Senate Foreign Relations Committee Hearing
"The U.S. Role and Strategy in the Middle East: Syria, Iraq, and the Fight against ISIS”
Senator Bob Corker (R-Tenn.) , Chairman
Opening Statement

Today’s hearing is the start of what will be a new series of hearings, examining the role of the United States in the Middle East.

This hearing will focus on the conflict in Syria and Iraq and the humanitarian crisis resulting from the sustained and unrelenting violence in the region.

Two of our witnesses today will address the war in Syria and Iraq, and Mr. Bowers will speak directly to the humanitarian effects of that war.

It is becoming more and more apparent that the administration’s stated goals in Syria of “defeating” ISIS and removing Assad are not aligned in any kind of clear, coherent strategy that we can realistically expect to achieve.

In Iraq, ISIS largely has maintained its ground since they took Ramadi last May.

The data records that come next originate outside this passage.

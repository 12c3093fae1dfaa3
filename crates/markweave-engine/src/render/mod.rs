//! # HTML Rendering
//!
//! Recursive serialization of the element tree to HTML text.
//!
//! Containers render as `<tag attr='value' …>` + children + `</tag>` and a
//! newline; void elements emit only the opening tag; text leaves emit their
//! payload verbatim (code-block `&nbsp;` escapes must survive untouched).
//! Attribute values are escaped with `html-escape`. The pass-through
//! fragment root renders as just the concatenation of its children.

use crate::dom::{Dom, NodeId, NodeKind};

/// Serializes the whole tree.
pub fn to_html(dom: &Dom) -> String {
    let mut out = String::new();
    let root = dom.root();
    match &dom.node(root).kind {
        NodeKind::Element(data) if data.tag == Dom::FRAGMENT_TAG => {
            for &child in &dom.node(root).children {
                render_node(dom, child, &mut out);
            }
        }
        _ => render_node(dom, root, &mut out),
    }
    out
}

fn render_node(dom: &Dom, id: NodeId, out: &mut String) {
    let node = dom.node(id);
    match &node.kind {
        NodeKind::Text(text) => out.push_str(text),
        NodeKind::Element(data) => {
            out.push('<');
            out.push_str(&data.tag);
            for attr in &data.attrs {
                out.push(' ');
                out.push_str(&attr.name);
                out.push_str("='");
                out.push_str(&html_escape::encode_quoted_attribute(&attr.value));
                out.push('\'');
            }
            out.push('>');
            if data.void {
                return;
            }
            for &child in &node.children {
                render_node(dom, child, out);
            }
            out.push_str("</");
            out.push_str(&data.tag);
            out.push_str(">\n");
        }
    }
}
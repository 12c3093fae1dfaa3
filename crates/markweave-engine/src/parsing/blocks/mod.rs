//! # Block Parsing
//!
//! Line-at-a-time block construction.
//!
//! ## Parsing Phases
//!
//! 1. **Line Classification** (`classify`): each line is matched as a whole
//!    against the block openers in fixed priority order, producing a
//!    `LineKind` with the captures the handler needs (heading level, item
//!    text, table cells)
//!
//! 2. **Document Building** (`builder`): a `DocumentBuilder` holds the
//!    insertion-point cursor and the open-block state and applies one tree
//!    mutation per classified line
//!
//! ## Modules
//!
//! - **`types`**: `BlockState` and `LineKind`
//! - **`kinds`**: block-specific syntax with owned delimiters (Heading,
//!   ListItem, CodeFence, TableRow)
//! - **`classify`**: `LineClassifier` with the fixed priority order and the
//!   code-block override rule
//! - **`builder`**: `DocumentBuilder` state machine

pub mod builder;
pub mod classify;
pub mod kinds;
pub mod types;

pub use builder::DocumentBuilder;
pub use classify::LineClassifier;
pub use types::{BlockState, LineKind};
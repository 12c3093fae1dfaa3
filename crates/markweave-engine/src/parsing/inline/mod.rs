//! # Inline Parsing
//!
//! Recursive expansion of inline constructs into element sub-trees.
//!
//! ## Architecture
//!
//! `render_inline` scans a flat text span for the leftmost-starting inline
//! construct, splits the span into before / construct / after, and recurses
//! on the construct's interior and on both outer spans. The base case (no
//! construct found) appends one text leaf. The target parent is an explicit
//! argument on every call, never an ambient capture.
//!
//! ## Precedence
//!
//! When two constructs start at the same position the order is: bold,
//! italic, image, link. Image beats link on `![…](…)` naturally because its
//! match starts one character earlier, at the `!`.
//!
//! ## Modules
//!
//! - **`types`**: `InlineMatch` describing a found construct and captures
//! - **`kinds`**: per-construct scanners with owned delimiters (Emphasis,
//!   Image, Link)
//! - **`parser`**: `render_inline` entry point and leftmost-match selection

pub mod kinds;
pub mod parser;
pub mod types;

pub use parser::render_inline;
pub use types::InlineMatch;
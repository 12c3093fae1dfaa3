use super::super::types::InlineMatch;
use super::find_from;

/// Link (`[label](href)`) scanner with owned delimiter constants.
pub struct Link;

impl Link {
    pub const OPEN: &'static str = "[";
    pub const MIDDLE: &'static str = "](";
    pub const CLOSE: char = ')';

    /// Finds the leftmost well-formed link construct.
    ///
    /// Same shape as the image scanner without the leading `!`. On an
    /// `![…](…)` span this also matches at the `[`, one position after the
    /// image; leftmost-match selection in the parser lets the image win.
    pub fn find(s: &str) -> Option<InlineMatch> {
        let mut from = 0;
        while let Some(i) = find_from(s, from, Self::OPEN) {
            let label_start = i + Self::OPEN.len();
            if let Some(mid) = find_from(s, label_start, Self::MIDDLE) {
                let href_start = mid + Self::MIDDLE.len();
                if let Some(close) = s[href_start..].find(Self::CLOSE) {
                    let close = href_start + close;
                    return Some(InlineMatch::Link {
                        full: i..close + 1,
                        label: label_start..mid,
                        href: href_start..close,
                    });
                }
            }
            from = i + 1;
        }
        None
    }
}
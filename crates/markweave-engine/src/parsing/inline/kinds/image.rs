use super::super::types::InlineMatch;
use super::find_from;

/// Image (`![alt](src)`) scanner with owned delimiter constants.
pub struct Image;

impl Image {
    pub const OPEN: &'static str = "![";
    pub const MIDDLE: &'static str = "](";
    pub const CLOSE: char = ')';

    /// Finds the leftmost well-formed image construct.
    ///
    /// Captures are non-greedy: the first `](` after the opener bounds the
    /// alt text and the first `)` after that bounds the source. An opener
    /// with no closing sequence falls through to the next opener.
    pub fn find(s: &str) -> Option<InlineMatch> {
        let mut from = 0;
        while let Some(i) = find_from(s, from, Self::OPEN) {
            let alt_start = i + Self::OPEN.len();
            if let Some(mid) = find_from(s, alt_start, Self::MIDDLE) {
                let src_start = mid + Self::MIDDLE.len();
                if let Some(close) = s[src_start..].find(Self::CLOSE) {
                    let close = src_start + close;
                    return Some(InlineMatch::Image {
                        full: i..close + 1,
                        alt: alt_start..mid,
                        src: src_start..close,
                    });
                }
            }
            from = i + 1;
        }
        None
    }
}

And more than four years into the war in Syria, as the administration continues to fumble for a strategy -and I think that’s apparent by all -the devastating effects of the war are starting to confront us in the form of a refugee crisis.

I join many of my colleagues in the desire for the United States to play our appropriate role with respect to the refugee crisis.

But we would be remiss to focus solely on a humanitarian response without addressing the root cause of this crisis; the Assad regime and his Iranian and Russian backers.

We have had multiple witnesses today testify before this Committee that after the conclusion of the Iran deal, the United States would need to prove we are serious about pushing back against Iran’s regional actions.

I know the ranking member and others on the committee are steadfast in wanting to make sure that we end up with a Middle East policy that’s not just the Iran Nuclear Deal, if you will, being the default position. And I appreciate our ranking member for his concern in that way.

Many have said that the place to do that, in particular, is in Syria.

As Russia flies weapons and troops over Iraq and into Syria – establishing a greater presence – American leadership continues to be tested.

A failing strategy in Iraq has led to Iranian backed militias overshadowing U.S. military support.

In Syria, thousands continue to die at the hands of Assad and his backers and millions of civilians have fled the country.

Without defined, committed engagement to counter destabilizing actions in the region, the need for American involvement will continue to grow as conditions deteriorate.

Against the backdrop of unprecedented turmoil in the Middle East, we have just concluded a nuclear agreement with Iran that again alters the balance of power in the region.

We have all heard from our allies in the region about their fear of American disengagement, and we cannot ignore that the lack of coherent American leadership has left a vacuum that will continue to be filled by violence. And again, I think almost everyone in this committee is committed to pushing, at least pushing the administration towards having a coherent strategy that doesn’t allow that to continue.

I hope our witnesses can help us understand what policies the United States should be seeking in Syria and Iraq, and what is needed to achieve those goals.

I want to thank you all, again, for appearing before our committee. We look forward to your testimony. And without any objection your written testimony will become a part of the record.

And with that I look forward to our distinguished ranking member’s comments, a great partner, someone I cherish working with and I look forward to working with on this issue.